■ Materials provided
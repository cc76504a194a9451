//! CLI command definitions using clap.
//!
//! Defines the main CLI structure and subcommands:
//! - run: fan a batch file out to the providers
//! - providers: list canonical providers, default models and spacing
//! - resolve: show how a provider name resolves

use clap::{Parser, Subcommand};
use probefan::scheduler::Strategy;
use std::path::PathBuf;

/// Probefan - fan probe questions out to AI-answer providers
#[derive(Parser, Debug)]
#[command(name = "probefan")]
#[command(author, version, about, long_about = None)]
pub struct Cli {
    /// Optional config file path
    #[arg(short, long, global = true)]
    pub config: Option<PathBuf>,

    /// Verbose output
    #[arg(short, long, global = true)]
    pub verbose: bool,

    /// Subcommand to execute
    #[command(subcommand)]
    pub command: Commands,
}

impl Cli {
    /// Check if verbose mode is enabled
    pub fn is_verbose(&self) -> bool {
        self.verbose
    }
}

/// Main subcommands
#[derive(Subcommand, Debug)]
pub enum Commands {
    /// Run every task in a batch file
    Run {
        /// Batch file (YAML or JSON)
        batch: PathBuf,

        /// Execution strategy (sequential, concurrent)
        #[arg(short, long)]
        strategy: Option<Strategy>,

        /// Worker pool size for the concurrent strategy
        #[arg(short, long)]
        workers: Option<usize>,

        /// Bound on total run time, in seconds
        #[arg(long)]
        run_timeout: Option<u64>,

        /// Answer from a local echo adapter instead of calling providers
        #[arg(long)]
        dry_run: bool,

        /// Print outcomes and the final report as JSON
        #[arg(long)]
        json: bool,
    },

    /// List known providers
    Providers,

    /// Show how a provider name or alias resolves
    Resolve {
        /// Provider name, alias, or provider:model
        name: String,
    },
}

#[cfg(test)]
mod tests {
    use super::*;

    #[test]
    fn test_cli_requires_subcommand() {
        assert!(Cli::try_parse_from(["probefan"]).is_err());
    }

    #[test]
    fn test_cli_verbose_flag() {
        let cli = Cli::try_parse_from(["probefan", "-v", "providers"]).unwrap();
        assert!(cli.is_verbose());
    }

    #[test]
    fn test_cli_config_option() {
        let cli = Cli::try_parse_from(["probefan", "providers", "-c", "/path/to/probefan.yml"]).unwrap();
        assert_eq!(cli.config.as_ref(), Some(&PathBuf::from("/path/to/probefan.yml")));
    }

    #[test]
    fn test_run_defaults() {
        let cli = Cli::try_parse_from(["probefan", "run", "batch.yml"]).unwrap();
        match cli.command {
            Commands::Run {
                batch,
                strategy,
                workers,
                run_timeout,
                dry_run,
                json,
            } => {
                assert_eq!(batch, PathBuf::from("batch.yml"));
                assert!(strategy.is_none());
                assert!(workers.is_none());
                assert!(run_timeout.is_none());
                assert!(!dry_run);
                assert!(!json);
            }
            _ => panic!("Expected run command"),
        }
    }

    #[test]
    fn test_run_overrides() {
        let cli = Cli::try_parse_from([
            "probefan",
            "run",
            "batch.yml",
            "--strategy",
            "sequential",
            "--workers",
            "8",
            "--run-timeout",
            "120",
            "--dry-run",
            "--json",
        ])
        .unwrap();
        match cli.command {
            Commands::Run {
                strategy,
                workers,
                run_timeout,
                dry_run,
                json,
                ..
            } => {
                assert_eq!(strategy, Some(Strategy::Sequential));
                assert_eq!(workers, Some(8));
                assert_eq!(run_timeout, Some(120));
                assert!(dry_run);
                assert!(json);
            }
            _ => panic!("Expected run command"),
        }
    }

    #[test]
    fn test_run_rejects_unknown_strategy() {
        assert!(Cli::try_parse_from(["probefan", "run", "b.yml", "--strategy", "parallel"]).is_err());
    }

    #[test]
    fn test_resolve() {
        let cli = Cli::try_parse_from(["probefan", "resolve", "ChatGPT"]).unwrap();
        assert!(matches!(cli.command, Commands::Resolve { name } if name == "ChatGPT"));
    }
}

■ Problem details
Your task is to transcribe all of the entries word for word.

■ Task answer
repository cc76504a194a9451
//! CLI command definitions using clap.
//!
//! Defines the main CLI structure and subcommands:
//! - run: fan a batch file out to the providers
//! - providers: list canonical providers, default models and spacing
//! - resolve: show how a provider name resolves

use clap::{Parser, Subcommand};
use probefan::scheduler::Strategy;
use std::path::PathBuf;

/// Probefan - fan probe questions out to AI-answer providers
#[derive(Parser, Debug)]
#[command(name = "probefan")]
#[command(author, version, about, long_about = None)]
pub struct Cli {
    /// Optional config file path
    #[arg(short, long, global = true)]
    pub config: Option<PathBuf>,

    /// Verbose output
    #[arg(short, long, global = true)]
    pub verbose: bool,

    /// Subcommand to execute
    #[command(subcommand)]
    pub command: Commands,
}

impl Cli {
    /// Check if verbose mode is enabled
    pub fn is_verbose(&self) -> bool {
        self.verbose
    }
}

/// Main subcommands
#[derive(Subcommand, Debug)]
pub enum Commands {
    /// Run every task in a batch file
    Run {
        /// Batch file (YAML or JSON)
        batch: PathBuf,

        /// Execution strategy (sequential, concurrent)
        #[arg(short, long)]
        strategy: Option<Strategy>,

        /// Worker pool size for the concurrent strategy
        #[arg(short, long)]
        workers: Option<usize>,

        /// Bound on total run time, in seconds
        #[arg(long)]
        run_timeout: Option<u64>,

        /// Answer from a local echo adapter instead of calling providers
        #[arg(long)]
        dry_run: bool,

        /// Print outcomes and the final report as JSON
        #[arg(long)]
        json: bool,
    },

    /// List known providers
    Providers,

    /// Show how a provider name or alias resolves
    Resolve {
        /// Provider name, alias, or provider:model
        name: String,
    },
}

#[cfg(test)]
mod tests {
    use super::*;

    #[test]
    fn test_cli_requires_subcommand() {
        assert!(Cli::try_parse_from(["probefan"]).is_err());
    }

    #[test]
    fn test_cli_verbose_flag() {
        let cli = Cli::try_parse_from(["probefan", "-v", "providers"]).unwrap();
        assert!(cli.is_verbose());
    }

    #[test]
    fn test_cli_config_option() {
        let cli = Cli::try_parse_from(["probefan", "providers", "-c", "/path/to/probefan.yml"]).unwrap();
        assert_eq!(cli.config.as_ref(), Some(&PathBuf::from("/path/to/probefan.yml")));
    }

    #[test]
    fn test_run_defaults() {
        let cli = Cli::try_parse_from(["probefan", "run", "batch.yml"]).unwrap();
        match cli.command {
            Commands::Run {
                batch,
                strategy,
                workers,
                run_timeout,
                dry_run,
                json,
            } => {
                assert_eq!(batch, PathBuf::from("batch.yml"));
                assert!(strategy.is_none());
                assert!(workers.is_none());
                assert!(run_timeout.is_none());
                assert!(!dry_run);
                assert!(!json);
            }
            _ => panic!("Expected run command"),
        }
    }

    #[test]
    fn test_run_overrides() {
        let cli = Cli::try_parse_from([
            "probefan",
            "run",
            "batch.yml",
            "--strategy",
            "sequential",
            "--workers",
            "8",
            "--run-timeout",
            "120",
            "--dry-run",
            "--json",
        ])
        .unwrap();
        match cli.command {
            Commands::Run {
                strategy,
                workers,
                run_timeout,
                dry_run,
                json,
                ..
            } => {
                assert_eq!(strategy, Some(Strategy::Sequential));
                assert_eq!(workers, Some(8));
                assert_eq!(run_timeout, Some(120));
                assert!(dry_run);
                assert!(json);
            }
            _ => panic!("Expected run command"),
        }
    }

    #[test]
    fn test_run_rejects_unknown_strategy() {
        assert!(Cli::try_parse_from(["probefan", "run", "b.yml", "--strategy", "parallel"]).is_err());
    }

    #[test]
    fn test_resolve() {
        let cli = Cli::try_parse_from(["probefan", "resolve", "ChatGPT"]).unwrap();
        assert!(matches!(cli.command, Commands::Resolve { name } if name == "ChatGPT"));
    }
}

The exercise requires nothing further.